Incentivado pelo CNJ, o método visa a reparação dos danos, o atendimento das necessidades da vítima e a responsabilização do ofensor, no intuito de pacificar as relações sociais. Quando utilizada em crimes graves, a Justiça Restaurativa não exclui o sistema criminal, mantendo, portanto, a pena aplicada ao agressor. Importante salientar também, que a técnica pode ocorrer na fase anterior à acusação, antes do processo e, ainda, na etapa em juízo (antes do julgamento ou durante o tempo da sentença). Além disso, pode ser uma alternativa à prisão ou fazer parte da condenação.
Na opinião de Adélia Moreira Pessoa, presidente da Comissão de Gênero e Violência Doméstica do Instituto Brasileiro de Direito de Família (IBDFAM), é válida a utilização da Justiça Restaurativa como método alternativo e complementar à Justiça Tradicional. Porém, a advogada alerta: “Importante frisar, entretanto, não poder substituir a prestação jurisdicional das Varas Criminais ou Especializadas em violência doméstica, nem possibilitar a impunidade ao agressor”. Ela destaca que a aplicação da técnica possibilita o diálogo, bem como o reconhecimento e a responsabilização dos atos praticados pelo autor da agressão.
“De maneira incipiente, podemos registrar a existência de grupos reflexivos [com o agressor] em alguns estados, mostrando a eficácia destas intervenções psicossociais, na menor reincidência naqueles que participaram dessas sessões. [A Justiça Restaurativa] Tem sido um bom método de resolução de conflitos, restaurando o diálogo entre as partes. Nem sempre é eficaz, entretanto”, afirma Adélia. Ainda de acordo com ela, quando se trata de conduta sujeita à Ação Pública Incondicionada (casos em que a instauração do processo penal independe da vontade da vítima), a Justiça Restaurativa deve ser aplicada de maneira complementar, mesmo que o autor da violência tenha sido preso provisoriamente ou, após a sentença, condenado à prisão.
Brecha para a impunidade?
Não obstante à valorização do diálogo e à recomposição familiar, Adélia Moreira Pessoa acredita que a Justiça Restaurativa não vislumbra impunidade. Entretanto, esse risco só é eliminado quando respeitadas as seguintes diretrizes: “Aplicação adequada da técnica, com profissionais capacitados, em formação continuada, sob o acompanhamento do Poder Judiciário e do Ministério Público, de maneira complementar ao processo penal tradicional”, comenta a advogada. “O restabelecimento do respeito entre as partes envolvidas nas relações familiares - ou mesmo se ocorrer a restauração da relação dos laços entre as partes - não significa a extinção da punibilidade, quando tratar-se de crime de ação pública incondicionada”, completa.
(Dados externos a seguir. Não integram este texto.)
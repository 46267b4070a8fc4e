//! Template - a View that reconciles a sequence against a pool of children
//!
//! Each apply derives `items` from the narrowed model, then walks the pool
//! positionally:
//!
//! ```text
//! i < min(N, C)   kind matches  → reuse pool[i]
//!                 kind differs  → destroy pool[i], create wanted kind
//! i ≥ C           (N > C)       → create and append
//! i ≥ N           (C > N)       → destroy and truncate
//! ```
//!
//! An item without a usable kind leaves a hole (`None`) at its index.
//! Reuse is by position and kind only: reordering same-kind items re-applies
//! children in place instead of moving them.

use tracing::{debug, warn};

use crate::binding::{BindingId, Context};
use crate::scene::NodeId;
use crate::selector::Selector;
use crate::value::Value;
use crate::view::View;

/// Where a pooled child's kind key comes from
#[derive(Debug, Clone, PartialEq)]
pub enum KindSource {
    /// Resolved against each item (`Value::kind_key`)
    Selector(Selector),
    /// Same prefab for every item
    Fixed(String),
}

impl KindSource {
    pub fn resolve(&self, item: &Value) -> Option<String> {
        match self {
            KindSource::Selector(selector) => selector.resolve(item).kind_key(),
            KindSource::Fixed(kind) if kind.is_empty() => None,
            KindSource::Fixed(kind) => Some(kind.clone()),
        }
    }
}

/// A live pooled child
#[derive(Debug, Clone, PartialEq, Eq)]
pub struct PoolEntry {
    kind: String,
    node: NodeId,
    view: BindingId,
}

impl PoolEntry {
    pub fn kind(&self) -> &str {
        &self.kind
    }

    /// Root node of the instantiated prefab
    pub fn node(&self) -> NodeId {
        self.node
    }

    /// View on the prefab root that receives the item
    pub fn view(&self) -> BindingId {
        self.view
    }
}

#[derive(Debug, Clone)]
pub struct Template {
    view: View,
    items: Selector,
    kind: KindSource,
    pool: Vec<Option<PoolEntry>>,
}

impl Template {
    /// Template whose children's kind is read from each item through `kind`
    pub fn new(items: impl Into<Selector>, kind: impl Into<Selector>) -> Self {
        Self::with_kind(items, KindSource::Selector(kind.into()))
    }

    /// Template instantiating the same prefab for every item
    pub fn fixed(items: impl Into<Selector>, kind: impl Into<String>) -> Self {
        Self::with_kind(items, KindSource::Fixed(kind.into()))
    }

    pub fn with_kind(items: impl Into<Selector>, kind: KindSource) -> Self {
        Self {
            view: View::new(),
            items: items.into(),
            kind,
            pool: Vec::new(),
        }
    }

    /// Narrow the model before selecting items
    pub fn with_selector(mut self, selector: impl Into<Selector>) -> Self {
        self.view = View::narrowed(selector);
        self
    }

    pub fn view(&self) -> &View {
        &self.view
    }

    pub fn view_mut(&mut self) -> &mut View {
        &mut self.view
    }

    pub fn items(&self) -> &Selector {
        &self.items
    }

    pub fn kind(&self) -> &KindSource {
        &self.kind
    }

    /// Pool slots by item index; `None` is a hole
    pub fn pool(&self) -> &[Option<PoolEntry>] {
        &self.pool
    }

    /// Number of live children
    pub fn len(&self) -> usize {
        self.pool.iter().flatten().count()
    }

    pub fn is_empty(&self) -> bool {
        self.len() == 0
    }

    /// Items for one pass: a sequence as-is, anything else as a single item
    fn select_items(&self, model: &Value) -> Vec<Value> {
        match self.items.resolve(&self.view.narrow(model)) {
            Value::Sequence(items) => items.into_vec(),
            other => vec![other],
        }
    }

    pub(crate) fn apply(&mut self, cx: &mut Context<'_>, id: BindingId, model: &Value) {
        let items = self.select_items(model);
        let wanted: Vec<Option<String>> = items.iter().map(|item| self.kind.resolve(item)).collect();
        let (n, c) = (items.len(), self.pool.len());
        let (mut created, mut destroyed) = (0usize, 0usize);

        for (i, kind) in wanted.iter().enumerate().take(n.min(c)) {
            let reusable = matches!(
                (&self.pool[i], kind),
                (Some(entry), Some(kind)) if entry.kind == *kind
            );
            if reusable {
                continue;
            }
            if let Some(stale) = self.pool[i].take() {
                self.release(cx, stale);
                destroyed += 1;
            }
            if let Some(kind) = kind {
                self.pool[i] = self.create(cx, id, kind);
                created += usize::from(self.pool[i].is_some());
            }
        }

        for kind in wanted.iter().skip(c) {
            let entry = kind.as_deref().and_then(|kind| self.create(cx, id, kind));
            created += usize::from(entry.is_some());
            self.pool.push(entry);
        }

        if c > n {
            let stale: Vec<PoolEntry> = self.pool.drain(n..).flatten().collect();
            destroyed += stale.len();
            for entry in stale {
                self.release(cx, entry);
            }
        }

        if created > 0 || destroyed > 0 {
            debug!(template = %id, items = n, created, destroyed, "reconciled pool");
        }

        for (entry, item) in self.pool.iter().zip(&items) {
            if let Some(entry) = entry {
                cx.apply(entry.view, item);
            }
        }
    }

    fn create(&mut self, cx: &mut Context<'_>, id: BindingId, kind: &str) -> Option<PoolEntry> {
        let host = cx.scene.binding_node(id)?;
        let implicit_view = cx.config.template.implicit_view;
        match cx.prefabs.instantiate(cx.scene, kind, host, implicit_view) {
            Ok((node, view)) => {
                // The scene cannot patch this scope while the template is applying
                for binding in cx.scene.exposed_bindings(node) {
                    self.view.branch(binding);
                }
                Some(PoolEntry {
                    kind: kind.to_string(),
                    node,
                    view,
                })
            }
            Err(e) => {
                warn!(template = %id, kind, error = %e, "cannot instantiate child, leaving a hole");
                None
            }
        }
    }

    fn release(&mut self, cx: &mut Context<'_>, entry: PoolEntry) {
        for binding in cx.scene.exposed_bindings(entry.node) {
            self.view.prune(binding);
        }
        if let Err(e) = cx.scene.destroy(entry.node) {
            debug!(node = %entry.node, error = %e, "pooled child was already gone");
        }
    }
}

#[cfg(test)]
mod tests {
    use super::*;
    use crate::coerce::Converters;
    use crate::config::Config;
    use crate::prefab::Prefabs;
    use crate::scene::Scene;
    use serde_json::json;

    fn prefabs() -> Prefabs {
        let mut prefabs = Prefabs::new();
        prefabs.register("row", |scene: &mut Scene, host| scene.create_node("row", Some(host)));
        prefabs.register("header", |scene: &mut Scene, host| {
            scene.create_node("header", Some(host))
        });
        prefabs
    }

    fn run(scene: &mut Scene, prefabs: &Prefabs, id: BindingId, model: serde_json::Value) {
        let config = Config::default();
        let mut cx = Context::new(scene, prefabs, Converters::global(), &config);
        cx.apply(id, &model.into());
    }

    fn pool_kinds(scene: &Scene, id: BindingId) -> Vec<Option<String>> {
        scene
            .binding(id)
            .and_then(|b| b.as_template())
            .map(|t| {
                t.pool()
                    .iter()
                    .map(|e| e.as_ref().map(|e| e.kind().to_string()))
                    .collect()
            })
            .unwrap_or_default()
    }

    #[test]
    fn kind_source_resolution() {
        let by_type = KindSource::Selector("type".into());
        assert_eq!(by_type.resolve(&json!({"type": "row"}).into()), Some("row".into()));
        assert_eq!(by_type.resolve(&json!({"type": ""}).into()), None);
        assert_eq!(by_type.resolve(&json!({}).into()), None);

        assert_eq!(KindSource::Fixed("row".into()).resolve(&Value::Null), Some("row".into()));
        assert_eq!(KindSource::Fixed(String::new()).resolve(&Value::Null), None);
    }

    #[test]
    fn scalar_is_promoted_to_one_item() {
        let template = Template::fixed("title", "row");
        let items = template.select_items(&json!({"title": "hello"}).into());
        assert_eq!(items, vec![Value::from("hello")]);
    }

    #[test]
    fn kind_change_replaces_in_place() {
        let mut scene = Scene::new();
        let prefabs = prefabs();
        let host = scene.create_node("list", None).unwrap();
        let id = scene.add_binding(host, Template::new("items", "type")).unwrap();

        run(&mut scene, &prefabs, id, json!({"items": [{"type": "row"}, {"type": "row"}]}));
        let first = scene.binding(id).unwrap().as_template().unwrap().pool()[1].clone();

        run(&mut scene, &prefabs, id, json!({"items": [{"type": "row"}, {"type": "header"}]}));
        assert_eq!(pool_kinds(&scene, id), vec![Some("row".into()), Some("header".into())]);
        assert!(!scene.contains(first.unwrap().node()));
    }

    #[test]
    fn unknown_kind_leaves_a_hole() {
        let mut scene = Scene::new();
        let prefabs = prefabs();
        let host = scene.create_node("list", None).unwrap();
        let id = scene.add_binding(host, Template::new("items", "type")).unwrap();

        run(
            &mut scene,
            &prefabs,
            id,
            json!({"items": [{"type": "row"}, {"type": "ghost"}, {}, {"type": "row"}]}),
        );
        assert_eq!(
            pool_kinds(&scene, id),
            vec![Some("row".into()), None, None, Some("row".into())]
        );
        let template = scene.binding(id).unwrap().as_template().unwrap();
        assert_eq!(template.len(), 2);
        assert_eq!(template.view().scope().len(), 2);
    }

    #[test]
    fn empty_sequence_clears_the_pool() {
        let mut scene = Scene::new();
        let prefabs = prefabs();
        let host = scene.create_node("list", None).unwrap();
        let id = scene.add_binding(host, Template::fixed("items", "row")).unwrap();

        run(&mut scene, &prefabs, id, json!({"items": [1, 2, 3]}));
        assert_eq!(scene.node(host).unwrap().children().len(), 3);

        run(&mut scene, &prefabs, id, json!({"items": []}));
        let template = scene.binding(id).unwrap().as_template().unwrap();
        assert!(template.is_empty());
        assert!(template.view().scope().is_empty());
        assert!(scene.node(host).unwrap().children().is_empty());
    }
}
Desconstrução da “naturalização” da violência contra a mulher
Adélia Moreira Pessoa acredita que a Justiça Restaurativa contribuirá para desconstruir mitos e estereótipos que, de acordo com ela, permeiam nossa sociedade: “Vale observar que, muitas vezes, agressões são justificadas com base nesses mitos, as quais são atribuídas ao comportamento provocativo e sedutor da mulher. Todos nós conhecemos frases do tipo: ‘Mereceu o abuso’, ‘você não sabia que ela era assim?!’, ‘isso é normal’, ‘foi assim comigo, mas eu suportei’”.